Emekli amirallerin açıklaması gündemi sarstı. İktidar bu girişimi 'darbe iması' olarak değerlendirdi. AKP'nin linç kültürü devreye girdi. Çok gariptir en haşin tepki Devlet Bahçeli'den geldi. Askerlere demediğini bırakmadı. Kılıçdaroğlu ve Akşener ise işin AKP'ye siyasi rant sağlayacak boyut kazanmaması eksenli bir tavır ortaya koydu. 

Amirallerin açıklamasında iktidar cephesinin tepki gösterdiği bölüm şurası:

"Aksi halde, Türkiye Cumhuriyeti, tarihte örnekleri olan, bunalımlı ve bekası için en tehlikeli olayları yaşama risk ve tehdidi ile karşılaşabilecektir. Türk Milletinin bağrından çıkan şanlı bir geçmişe sahip, Ana ve Mavi Vatan'ın koruyucusu Deniz Kuvvetleri Komutanlığı personelinin Atatürk ilke ve devrimleri doğrultusunda yetiştirilmesi elzemdir."

AKP'liler bu ifadelerden darbe iması çıkarıyor. Halbuki uzmanlık alanlarında değerlendirmelerde bulunan amiraller, 'montrö' ve 'sarıklı amiral' gibi iki kritik başlıkta yönetenlere yanlış yapmamaları eksenli uyarıda bulunuyor. Bunu sorumlu bir vatandaşın iktidarı uayarması gibi de algılayabilirsiniz.

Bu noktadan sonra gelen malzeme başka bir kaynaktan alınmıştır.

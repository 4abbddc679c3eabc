//! Core types shared across the request pipeline.

use std::fmt;

use serde::{Deserialize, Serialize};
use serde_json::Value;
use uuid::Uuid;

/// Returns the JSON type name for error messages.
pub fn json_type_name(value: &Value) -> &'static str {
    match value {
        Value::Null => "null",
        Value::Bool(_) => "boolean",
        Value::Number(_) => "number",
        Value::String(_) => "string",
        Value::Array(_) => "array",
        Value::Object(_) => "object",
    }
}

/// HTTP method of a frontend request.
#[derive(Debug, Clone, Copy, PartialEq, Eq, Hash, Serialize, Deserialize)]
#[serde(rename_all = "UPPERCASE")]
pub enum RequestMethod {
    Get,
    Post,
    Put,
    Delete,
}

impl RequestMethod {
    /// Parse a method name, case-insensitively.
    ///
    /// Returns `None` for methods the core does not serve.
    pub fn parse(s: &str) -> Option<Self> {
        match s.to_ascii_uppercase().as_str() {
            "GET" => Some(RequestMethod::Get),
            "POST" => Some(RequestMethod::Post),
            "PUT" => Some(RequestMethod::Put),
            "DELETE" => Some(RequestMethod::Delete),
            _ => None,
        }
    }

    pub fn as_str(&self) -> &'static str {
        match self {
            RequestMethod::Get => "GET",
            RequestMethod::Post => "POST",
            RequestMethod::Put => "PUT",
            RequestMethod::Delete => "DELETE",
        }
    }
}

impl fmt::Display for RequestMethod {
    fn fmt(&self, f: &mut fmt::Formatter<'_>) -> fmt::Result {
        f.write_str(self.as_str())
    }
}

/// Correlation id attached to every log line and failure body of a request.
#[derive(Debug, Clone, PartialEq, Eq, Hash, Serialize, Deserialize)]
#[serde(transparent)]
pub struct TraceId(pub String);

impl TraceId {
    pub fn new(value: impl Into<String>) -> Self {
        TraceId(value.into())
    }
}

impl fmt::Display for TraceId {
    fn fmt(&self, f: &mut fmt::Formatter<'_>) -> fmt::Result {
        f.write_str(&self.0)
    }
}

/// Externally visible id of a stored document.
#[derive(Debug, Clone, Copy, PartialEq, Eq, Hash, Serialize, Deserialize)]
#[serde(transparent)]
pub struct DocumentUuid(pub Uuid);

impl DocumentUuid {
    /// A fresh random id for a document being inserted.
    pub fn new_random() -> Self {
        DocumentUuid(Uuid::new_v4())
    }

    /// Parse a hyphenated uuid as it appears in a request path.
    pub fn parse(s: &str) -> Option<Self> {
        Uuid::try_parse(s).ok().map(DocumentUuid)
    }
}

impl fmt::Display for DocumentUuid {
    fn fmt(&self, f: &mut fmt::Formatter<'_>) -> fmt::Result {
        write!(f, "{}", self.0.hyphenated())
    }
}

/// The minimal description of a resource: which project it lives in and its name.
#[derive(Debug, Clone, PartialEq, Eq, Hash, Serialize, Deserialize)]
#[serde(rename_all = "camelCase")]
pub struct BaseResourceInfo {
    pub project_name: String,
    pub resource_name: String,
    pub is_descriptor: bool,
}

impl BaseResourceInfo {
    pub fn new(
        project_name: impl Into<String>,
        resource_name: impl Into<String>,
        is_descriptor: bool,
    ) -> Self {
        Self {
            project_name: project_name.into(),
            resource_name: resource_name.into(),
            is_descriptor,
        }
    }
}

/// Full resource description handed to the document store.
#[derive(Debug, Clone, PartialEq, Eq, Serialize, Deserialize)]
#[serde(rename_all = "camelCase")]
pub struct ResourceInfo {
    #[serde(flatten)]
    pub base: BaseResourceInfo,
    pub resource_version: String,
    pub allow_identity_updates: bool,
}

Amiraller, yanlış kararların ülkeye sıkıntı getireceğini belirtiyor. İyi niyetli ve hoşgörülü bir yaklaşım, asker alerjisi olmayanların yaklaşımı böyle olmalıdır. Nitekim sarıklı amiral konusunda bu açıklama yapılana kadar bir adım atılmamıştı. 

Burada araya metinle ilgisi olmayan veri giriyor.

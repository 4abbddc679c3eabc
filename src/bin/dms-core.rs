//! DMS Core CLI
//!
//! Command-line tooling over an ApiSchema: dependency ordering, document
//! validation, identity derivation and schema linting.

use std::path::{Path, PathBuf};
use std::process::ExitCode;

use clap::{Parser, Subcommand};
use dms_core::{
    calculate_dependencies, coerce_from_strings, extract_document_info, lint, load_json,
    merge_errors, to_schema_errors, validate_decimals, validate_document,
    validate_equality_constraints, ApiSchemaDocument, CompiledSchema, CoreConfig, FileStatus,
    RequestMethod, Severity,
};
use tracing::debug;
use tracing_subscriber::{fmt, prelude::*, EnvFilter};

#[derive(Parser)]
#[command(name = "dms-core")]
#[command(about = "Validate documents and inspect resources of an ApiSchema")]
#[command(version)]
struct Cli {
    /// Configuration file (TOML)
    #[arg(long, global = true)]
    config: Option<PathBuf>,

    #[command(subcommand)]
    command: Commands,
}

#[derive(Subcommand)]
enum Commands {
    /// Print the load order of every resource
    Dependencies {
        /// ApiSchema source: file path or URL (default: api_schema_path from config)
        #[arg(long, short)]
        schema: Option<String>,

        /// Pretty-print JSON output
        #[arg(long)]
        pretty: bool,
    },

    /// Validate a document against a resource schema
    Validate {
        /// Document file to validate
        payload: PathBuf,

        /// Resource as `{project}/{endpoint}`, e.g. `ed-fi/schools`
        #[arg(long, short)]
        resource: String,

        /// ApiSchema source: file path or URL (default: api_schema_path from config)
        #[arg(long, short)]
        schema: Option<String>,

        /// Validate as POST or PUT
        #[arg(long, default_value = "post")]
        method: String,

        /// Output results as JSON (for automation)
        #[arg(long)]
        json: bool,
    },

    /// Print the identity, referential id and references of a document
    Identity {
        /// Document file
        payload: PathBuf,

        /// Resource as `{project}/{endpoint}`, e.g. `ed-fi/schools`
        #[arg(long, short)]
        resource: String,

        /// ApiSchema source: file path or URL (default: api_schema_path from config)
        #[arg(long, short)]
        schema: Option<String>,
    },

    /// Lint ApiSchema files for errors
    Lint {
        /// File or directory to lint
        path: PathBuf,

        /// Output format: text (default) or json
        #[arg(long, default_value = "text")]
        format: String,

        /// Treat warnings as errors
        #[arg(long)]
        strict: bool,

        /// Suppress progress output, only show errors
        #[arg(long, short)]
        quiet: bool,
    },
}

fn init_tracing() {
    let filter = EnvFilter::try_from_default_env().unwrap_or_else(|_| EnvFilter::new("warn"));
    tracing_subscriber::registry()
        .with(filter)
        .with(fmt::layer().with_writer(std::io::stderr))
        .init();
}

fn main() -> ExitCode {
    init_tracing();
    let cli = Cli::parse();

    let result = load_config(cli.config.as_deref()).and_then(|config| match cli.command {
        Commands::Dependencies { schema, pretty } => run_dependencies(&config, schema, pretty),
        Commands::Validate {
            payload,
            resource,
            schema,
            method,
            json,
        } => run_validate(&config, &payload, &resource, schema, &method, json),
        Commands::Identity {
            payload,
            resource,
            schema,
        } => run_identity(&config, &payload, &resource, schema),
        Commands::Lint {
            path,
            format,
            strict,
            quiet,
        } => run_lint(&path, &format, strict, quiet),
    });

    match result {
        Ok(()) => ExitCode::SUCCESS,
        Err(code) => ExitCode::from(code),
    }
}

fn load_config(path: Option<&Path>) -> Result<CoreConfig, u8> {
    let Some(path) = path else {
        return Ok(CoreConfig::default());
    };
    CoreConfig::load(path).map_err(|e| {
        eprintln!("Error: {}", e);
        e.exit_code() as u8
    })
}

fn load_schema(config: &CoreConfig, schema: Option<String>) -> Result<ApiSchemaDocument, u8> {
    let Some(source) = schema.or_else(|| config.api_schema_path.clone()) else {
        eprintln!("Error: no ApiSchema given: pass --schema or set api_schema_path");
        return Err(2);
    };
    debug!(%source, "loading ApiSchema");
    ApiSchemaDocument::load(&source).map_err(|e| {
        eprintln!("Error: {}", e);
        e.exit_code() as u8
    })
}

fn to_json<T: serde::Serialize>(value: &T, pretty: bool) -> Result<String, u8> {
    if pretty {
        serde_json::to_string_pretty(value)
    } else {
        serde_json::to_string(value)
    }
    .map_err(|e| {
        eprintln!("Error serializing output: {}", e);
        2u8
    })
}

fn run_dependencies(config: &CoreConfig, schema: Option<String>, pretty: bool) -> Result<(), u8> {
    let document = load_schema(config, schema)?;
    let dependencies = calculate_dependencies(&document).map_err(|e| {
        eprintln!("Error: {}", e);
        e.exit_code() as u8
    })?;
    println!("{}", to_json(&dependencies, pretty)?);
    Ok(())
}

/// Split `ed-fi/schools` into project and endpoint.
fn split_resource(resource: &str) -> Result<(&str, &str), u8> {
    match resource.trim_matches('/').split_once('/') {
        Some((project, endpoint)) if !project.is_empty() && !endpoint.is_empty() => {
            Ok((project, endpoint))
        }
        _ => {
            eprintln!("Error: resource must be `{{project}}/{{endpoint}}`, got `{}`", resource);
            Err(2)
        }
    }
}

fn run_validate(
    config: &CoreConfig,
    payload_path: &Path,
    resource: &str,
    schema: Option<String>,
    method: &str,
    json_output: bool,
) -> Result<(), u8> {
    let method = match RequestMethod::parse(method) {
        Some(m @ (RequestMethod::Post | RequestMethod::Put)) => m,
        _ => {
            report_error(json_output, &format!("method must be post or put, got {}", method));
            return Err(2);
        }
    };
    let (project_endpoint, endpoint) = split_resource(resource)?;
    let document = load_schema(config, schema)?;

    let Some(project) = document.find_project_schema(project_endpoint) else {
        report_error(json_output, &format!("unknown project: {}", project_endpoint));
        return Err(2);
    };
    let Some(resource_schema) = project.find_resource_schema(endpoint) else {
        report_error(json_output, &format!("unknown resource: {}", resource));
        return Err(2);
    };

    let mut payload = load_json(payload_path).map_err(|e| {
        report_error(json_output, &format!("loading payload: {}", e));
        e.exit_code() as u8
    })?;

    if !config.bypass_string_type_coercion {
        coerce_from_strings(resource_schema, &mut payload);
    }

    let compiled = CompiledSchema::compile(
        &resource_schema.resource_name,
        method,
        resource_schema.json_schema_for(method),
    )
    .map_err(|e| {
        report_error(json_output, &e.to_string());
        e.exit_code() as u8
    })?;

    let mut validation = validate_document(&compiled, &mut payload);
    merge_errors(&mut validation.errors, validate_decimals(resource_schema, &payload));
    if validation.is_valid() {
        merge_errors(
            &mut validation.errors,
            validate_equality_constraints(resource_schema, &payload),
        );
    }

    if validation.is_valid() {
        if json_output {
            let output = serde_json::json!({ "valid": true, "document": payload });
            println!("{}", output);
        } else {
            println!("Valid");
        }
        return Ok(());
    }

    let errors = to_schema_errors(&validation.errors);
    if json_output {
        let output = serde_json::json!({
            "valid": false,
            "errors": errors
        });
        println!("{}", output);
    } else {
        eprintln!("Validation failed:");
        for error in errors {
            eprintln!("  {}", error);
        }
    }
    Err(1)
}

fn run_identity(
    config: &CoreConfig,
    payload_path: &Path,
    resource: &str,
    schema: Option<String>,
) -> Result<(), u8> {
    let (project_endpoint, endpoint) = split_resource(resource)?;
    let document = load_schema(config, schema)?;

    let Some(project) = document.find_project_schema(project_endpoint) else {
        eprintln!("Error: unknown project: {}", project_endpoint);
        return Err(2);
    };
    let Some(resource_schema) = project.find_resource_schema(endpoint) else {
        eprintln!("Error: unknown resource: {}", resource);
        return Err(2);
    };

    let mut payload = load_json(payload_path).map_err(|e| {
        eprintln!("Error: loading payload: {}", e);
        e.exit_code() as u8
    })?;
    if !config.bypass_string_type_coercion {
        coerce_from_strings(resource_schema, &mut payload);
    }

    let info = extract_document_info(&project.project_name, resource_schema, &payload).map_err(|e| {
        eprintln!("Error: {}", e);
        e.exit_code() as u8
    })?;
    println!("{}", to_json(&info, true)?);
    Ok(())
}

/// Output an error message in plain text or JSON format.
fn report_error(json_output: bool, msg: &str) {
    if json_output {
        println!("{}", serde_json::json!({ "valid": false, "error": msg }));
    } else {
        eprintln!("Error: {}", msg);
    }
}

fn run_lint(path: &Path, format: &str, strict: bool, quiet: bool) -> Result<(), u8> {
    if !path.exists() {
        eprintln!("Error: path not found: {}", path.display());
        return Err(2);
    }

    let result = lint(path, strict);

    if format == "json" {
        println!("{}", to_json(&result, true)?);
    } else {
        if !quiet {
            println!("Linting {} ...\n", path.display());
        }

        for file_result in &result.results {
            let status_icon = match file_result.status {
                FileStatus::Ok => "\x1b[32m✓\x1b[0m",
                FileStatus::Warning => "\x1b[33m⚠\x1b[0m",
                FileStatus::Error => "\x1b[31m✗\x1b[0m",
            };

            if !quiet || file_result.status != FileStatus::Ok {
                println!(
                    "  {} {} ({} resources)",
                    status_icon,
                    file_result.file.display(),
                    file_result.resources_checked
                );
            }

            for diag in &file_result.diagnostics {
                let (color, label) = match diag.severity {
                    Severity::Error => ("\x1b[31m", "error"),
                    Severity::Warning => ("\x1b[33m", "warning"),
                };
                if !quiet || diag.severity == Severity::Error {
                    println!(
                        "    {}{}[{}]\x1b[0m: {} - {}",
                        color, label, diag.code, diag.path, diag.message
                    );
                }
            }
        }

        println!();
        if result.is_ok() && (!strict || result.warnings == 0) {
            println!(
                "\x1b[32m✓ {} files checked, all passed\x1b[0m",
                result.files_checked
            );
        } else {
            println!(
                "\x1b[31m✗ {} files checked: {} passed, {} failed ({} errors, {} warnings)\x1b[0m",
                result.files_checked, result.passed, result.failed, result.errors, result.warnings
            );
        }
    }

    if result.is_ok() && (!strict || result.warnings == 0) {
        Ok(())
    } else {
        Err(1)
    }
}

Lakin amirallerin açıklamasının siyasi açıdan iktidara avantaj sağlama boyutu var. O nedenle bu adımı daha uygun şekilde atmaları doğru olurdu. Üslup ve zamanlaması daha makul belirlenebilirdi. 

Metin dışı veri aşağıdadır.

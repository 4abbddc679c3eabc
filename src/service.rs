//! The API service: pipelines per operation over a shared schema provider
//! and compiled schema cache.

use std::sync::Arc;

use serde_json::Value;
use tracing::{debug, info};

use crate::backend::{DocumentStore, QueryHandler};
use crate::compiled_cache::CompiledSchemaCache;
use crate::config::CoreConfig;
use crate::dependency::{calculate_dependencies, ResourceDependency};
use crate::error::{ApiSchemaError, DependencyError};
use crate::pipeline::{
    BuildResourceInfo, CoerceFromStrings, DeleteByIdHandler, ExtractDocumentInfo, FrontendRequest,
    FrontendResponse, GetByIdHandler, ParseBody, ParsePath, Pipeline, PipelineStep,
    QueryRequestHandler, RejectResourceIdentifier, RequestContext, UpdateByIdHandler,
    UpsertHandler, ValidateDocument, ValidateEqualityConstraint, ValidateMatchingDocumentUuids,
    ValidateQuery,
};
use crate::provider::ApiSchemaProvider;
use crate::types::RequestMethod;

#[derive(Debug)]
pub struct ApiService {
    provider: Arc<ApiSchemaProvider>,
    cache: Arc<CompiledSchemaCache>,
    config: Arc<CoreConfig>,
    upsert_pipeline: Pipeline,
    get_by_id_pipeline: Pipeline,
    query_pipeline: Pipeline,
    update_pipeline: Pipeline,
    delete_pipeline: Pipeline,
}

impl ApiService {
    pub fn new(
        provider: Arc<ApiSchemaProvider>,
        store: Arc<dyn DocumentStore>,
        query_handler: Arc<dyn QueryHandler>,
        config: CoreConfig,
    ) -> Self {
        let config = Arc::new(config);
        let cache = Arc::new(CompiledSchemaCache::new());

        let write_steps = |method: RequestMethod| -> Vec<Box<dyn PipelineStep>> {
            let mut steps: Vec<Box<dyn PipelineStep>> = vec![
                Box::new(ParsePath),
                Box::new(ParseBody {
                    mask_request_body_in_logs: config.mask_request_body_in_logs,
                }),
            ];
            if method == RequestMethod::Post {
                steps.push(Box::new(RejectResourceIdentifier));
            }
            steps.push(Box::new(CoerceFromStrings {
                bypass: config.bypass_string_type_coercion,
            }));
            steps.push(Box::new(ValidateDocument {
                cache: Arc::clone(&cache),
            }));
            if method == RequestMethod::Put {
                steps.push(Box::new(ValidateMatchingDocumentUuids));
            }
            steps.push(Box::new(ValidateEqualityConstraint));
            steps.push(Box::new(BuildResourceInfo {
                config: Arc::clone(&config),
            }));
            steps.push(Box::new(ExtractDocumentInfo));
            steps
        };

        let mut upsert_steps = write_steps(RequestMethod::Post);
        upsert_steps.push(Box::new(UpsertHandler {
            store: Arc::clone(&store),
            path_base: config.path_base.clone(),
        }));

        let mut update_steps = write_steps(RequestMethod::Put);
        update_steps.push(Box::new(UpdateByIdHandler {
            store: Arc::clone(&store),
            path_base: config.path_base.clone(),
        }));

        let get_by_id_pipeline = Pipeline::new(vec![
            Box::new(ParsePath),
            Box::new(BuildResourceInfo {
                config: Arc::clone(&config),
            }),
            Box::new(GetByIdHandler {
                store: Arc::clone(&store),
            }),
        ]);

        let query_pipeline = Pipeline::new(vec![
            Box::new(ParsePath),
            Box::new(ValidateQuery {
                maximum_page_size: config.maximum_page_size,
            }),
            Box::new(BuildResourceInfo {
                config: Arc::clone(&config),
            }),
            Box::new(QueryRequestHandler { query_handler }),
        ]);

        let delete_pipeline = Pipeline::new(vec![
            Box::new(ParsePath),
            Box::new(BuildResourceInfo {
                config: Arc::clone(&config),
            }),
            Box::new(DeleteByIdHandler { store }),
        ]);

        Self {
            provider,
            cache,
            upsert_pipeline: Pipeline::new(upsert_steps),
            get_by_id_pipeline,
            query_pipeline,
            update_pipeline: Pipeline::new(update_steps),
            delete_pipeline,
            config,
        }
    }

    pub fn provider(&self) -> &Arc<ApiSchemaProvider> {
        &self.provider
    }

    pub fn cache(&self) -> &Arc<CompiledSchemaCache> {
        &self.cache
    }

    pub fn config(&self) -> &CoreConfig {
        &self.config
    }

    /// Compile validators for the active generation ahead of the first request.
    pub fn prime(&self) -> usize {
        let generation = self.provider.current();
        self.cache.prime(&generation.document, generation.reload_id)
    }

    fn context(&self, request: FrontendRequest) -> RequestContext {
        RequestContext::new(request, self.provider.current())
    }

    /// Dispatch by request method.
    pub async fn handle(&self, request: FrontendRequest) -> FrontendResponse {
        match request.method {
            RequestMethod::Post => self.upsert(request).await,
            RequestMethod::Get => self.get(request).await,
            RequestMethod::Put => self.update_by_id(request).await,
            RequestMethod::Delete => self.delete_by_id(request).await,
        }
    }

    pub async fn upsert(&self, request: FrontendRequest) -> FrontendResponse {
        self.upsert_pipeline.process(self.context(request)).await
    }

    /// Get by id when the path carries one, otherwise query.
    pub async fn get(&self, request: FrontendRequest) -> FrontendResponse {
        let by_id = request.path.trim_matches('/').split('/').count() == 3;
        let context = self.context(request);
        if by_id {
            self.get_by_id_pipeline.process(context).await
        } else {
            self.query_pipeline.process(context).await
        }
    }

    pub async fn update_by_id(&self, request: FrontendRequest) -> FrontendResponse {
        self.update_pipeline.process(self.context(request)).await
    }

    pub async fn delete_by_id(&self, request: FrontendRequest) -> FrontendResponse {
        self.delete_pipeline.process(self.context(request)).await
    }

    /// Load order of every resource in the active generation.
    pub fn get_dependencies(&self) -> Result<Vec<ResourceDependency>, DependencyError> {
        calculate_dependencies(&self.provider.current().document)
    }

    /// Validate and publish a new ApiSchema, then prime the cache for it.
    ///
    /// Returns the new reload id. An invalid schema leaves the current
    /// generation in service.
    pub fn reload_api_schema(&self, root: &Value) -> Result<u64, ApiSchemaError> {
        let generation = self.provider.reload(root)?;
        let primed = self.cache.prime(&generation.document, generation.reload_id);
        info!(reload_id = generation.reload_id, primed, "schema cache primed after reload");
        Ok(generation.reload_id)
    }

    /// Reload from a file path or URL.
    pub fn reload_api_schema_from_source(&self, source: &str) -> Result<u64, ApiSchemaError> {
        debug!(source, "reloading ApiSchema");
        let generation = self.provider.reload_from_source(source)?;
        self.cache.prime(&generation.document, generation.reload_id);
        Ok(generation.reload_id)
    }
}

Aslında amirallerden daha sert bir açıklama için İYİ Parti'de hazırlık yapılmıştı. İktidara 'haddinizi bilin' , 'yetti artık' denilecekti. Ama asker rol çalınca ortaya bugünkü manzara çıktı. Hiç de hoş olmadı. 

Gelelim Devlet Bahçeli'ye...

Bahçeli, askerlere demediğini bırakmadı. Apoletlerin sökülmesi, maaşların kesilmesi, lojmanlardan çıkarılması Bahçeli'nin ağzından çıkanlardan bazılarıydı. Nitekin bu isteklere uygun adımların atıldığını gözlemledik. 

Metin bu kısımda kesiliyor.